## Task to complete
Once you find the line with "repository 39461351af3c81a7" in the entries below, return exactly every line from it through the line with "creating a container".

(Stored items)

=== Begin Enclosure ===

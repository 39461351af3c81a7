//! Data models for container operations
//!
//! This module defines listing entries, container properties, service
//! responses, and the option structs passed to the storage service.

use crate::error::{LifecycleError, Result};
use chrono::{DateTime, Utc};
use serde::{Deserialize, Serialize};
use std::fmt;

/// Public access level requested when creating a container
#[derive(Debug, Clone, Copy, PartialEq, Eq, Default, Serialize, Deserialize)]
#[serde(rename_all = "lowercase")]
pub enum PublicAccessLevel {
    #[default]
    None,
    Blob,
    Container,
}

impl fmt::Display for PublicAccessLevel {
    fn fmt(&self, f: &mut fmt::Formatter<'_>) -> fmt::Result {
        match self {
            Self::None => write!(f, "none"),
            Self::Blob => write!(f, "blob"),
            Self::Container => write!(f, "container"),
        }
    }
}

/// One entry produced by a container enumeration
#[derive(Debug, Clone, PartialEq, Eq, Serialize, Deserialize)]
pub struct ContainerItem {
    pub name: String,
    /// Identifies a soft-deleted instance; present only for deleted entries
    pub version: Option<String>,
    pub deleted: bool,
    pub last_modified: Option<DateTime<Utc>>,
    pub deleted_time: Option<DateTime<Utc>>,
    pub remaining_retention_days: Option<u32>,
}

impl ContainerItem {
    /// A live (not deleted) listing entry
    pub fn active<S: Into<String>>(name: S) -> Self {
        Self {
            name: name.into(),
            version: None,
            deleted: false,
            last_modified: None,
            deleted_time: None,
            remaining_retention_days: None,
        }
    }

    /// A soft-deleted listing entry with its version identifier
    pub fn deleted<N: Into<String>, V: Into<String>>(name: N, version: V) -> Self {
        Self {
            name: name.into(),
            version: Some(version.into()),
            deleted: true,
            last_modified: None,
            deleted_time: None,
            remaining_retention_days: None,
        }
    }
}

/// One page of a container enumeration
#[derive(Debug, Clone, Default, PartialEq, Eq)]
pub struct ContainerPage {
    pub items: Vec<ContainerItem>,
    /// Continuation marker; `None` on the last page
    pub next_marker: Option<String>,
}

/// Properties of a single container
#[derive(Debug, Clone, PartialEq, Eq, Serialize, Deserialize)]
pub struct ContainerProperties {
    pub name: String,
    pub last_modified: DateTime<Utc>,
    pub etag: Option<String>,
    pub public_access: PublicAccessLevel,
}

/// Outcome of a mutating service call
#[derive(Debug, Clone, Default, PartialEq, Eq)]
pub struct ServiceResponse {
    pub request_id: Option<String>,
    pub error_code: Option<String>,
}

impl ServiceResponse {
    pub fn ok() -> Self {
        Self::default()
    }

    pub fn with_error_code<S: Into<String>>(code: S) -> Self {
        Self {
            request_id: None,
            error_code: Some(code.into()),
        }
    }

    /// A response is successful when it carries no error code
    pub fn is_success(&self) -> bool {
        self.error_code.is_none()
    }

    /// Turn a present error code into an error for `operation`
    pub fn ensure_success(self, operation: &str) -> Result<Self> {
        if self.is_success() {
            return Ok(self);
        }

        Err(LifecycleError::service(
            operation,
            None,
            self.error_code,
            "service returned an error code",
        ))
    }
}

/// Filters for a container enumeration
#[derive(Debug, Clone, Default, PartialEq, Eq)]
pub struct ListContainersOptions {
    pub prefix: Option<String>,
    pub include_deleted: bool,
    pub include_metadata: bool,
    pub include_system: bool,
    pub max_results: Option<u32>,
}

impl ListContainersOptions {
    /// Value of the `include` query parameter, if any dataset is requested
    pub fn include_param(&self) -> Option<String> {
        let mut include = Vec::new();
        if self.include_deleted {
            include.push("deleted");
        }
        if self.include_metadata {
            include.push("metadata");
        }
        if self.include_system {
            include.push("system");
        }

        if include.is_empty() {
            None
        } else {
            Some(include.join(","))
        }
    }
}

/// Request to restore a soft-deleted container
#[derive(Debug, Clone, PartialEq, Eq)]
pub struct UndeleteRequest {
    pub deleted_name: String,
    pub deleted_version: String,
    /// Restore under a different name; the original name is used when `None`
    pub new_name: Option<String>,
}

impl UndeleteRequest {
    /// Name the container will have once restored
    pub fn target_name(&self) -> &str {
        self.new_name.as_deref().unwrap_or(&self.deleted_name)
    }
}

=== End Enclosure ===
=== Begin Enclosure ===

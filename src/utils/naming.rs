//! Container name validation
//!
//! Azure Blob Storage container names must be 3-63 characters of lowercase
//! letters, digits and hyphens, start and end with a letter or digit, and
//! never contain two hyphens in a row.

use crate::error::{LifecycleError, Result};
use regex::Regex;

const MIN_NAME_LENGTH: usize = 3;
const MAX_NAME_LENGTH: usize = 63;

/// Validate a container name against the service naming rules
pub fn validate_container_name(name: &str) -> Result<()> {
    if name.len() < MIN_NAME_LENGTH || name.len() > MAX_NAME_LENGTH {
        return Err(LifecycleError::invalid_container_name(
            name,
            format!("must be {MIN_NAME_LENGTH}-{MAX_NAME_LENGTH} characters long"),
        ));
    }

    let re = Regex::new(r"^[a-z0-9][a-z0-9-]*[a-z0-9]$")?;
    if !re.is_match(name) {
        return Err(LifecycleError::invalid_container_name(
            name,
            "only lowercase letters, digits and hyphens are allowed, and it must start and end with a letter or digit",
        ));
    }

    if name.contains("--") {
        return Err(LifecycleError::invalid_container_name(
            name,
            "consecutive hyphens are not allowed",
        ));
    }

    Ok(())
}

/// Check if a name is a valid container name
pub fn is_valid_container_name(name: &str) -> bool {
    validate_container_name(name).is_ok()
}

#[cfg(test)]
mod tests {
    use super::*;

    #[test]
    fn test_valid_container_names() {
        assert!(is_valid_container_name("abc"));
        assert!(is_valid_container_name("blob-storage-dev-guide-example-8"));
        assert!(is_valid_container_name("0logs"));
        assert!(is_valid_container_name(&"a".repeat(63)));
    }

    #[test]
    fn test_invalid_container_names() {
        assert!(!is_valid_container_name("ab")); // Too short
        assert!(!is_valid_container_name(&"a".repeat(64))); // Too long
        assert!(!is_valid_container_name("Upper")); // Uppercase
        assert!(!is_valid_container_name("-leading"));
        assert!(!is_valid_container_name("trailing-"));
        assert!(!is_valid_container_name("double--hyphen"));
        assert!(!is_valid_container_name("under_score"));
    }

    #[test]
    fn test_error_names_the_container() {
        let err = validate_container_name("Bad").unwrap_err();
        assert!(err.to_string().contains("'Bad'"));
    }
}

=== End Enclosure ===

## Solution below
repository 39461351af3c81a7
//! Data models for container operations
//!
//! This module defines listing entries, container properties, service
//! responses, and the option structs passed to the storage service.

use crate::error::{LifecycleError, Result};
use chrono::{DateTime, Utc};
use serde::{Deserialize, Serialize};
use std::fmt;

/// Public access level requested when creating a container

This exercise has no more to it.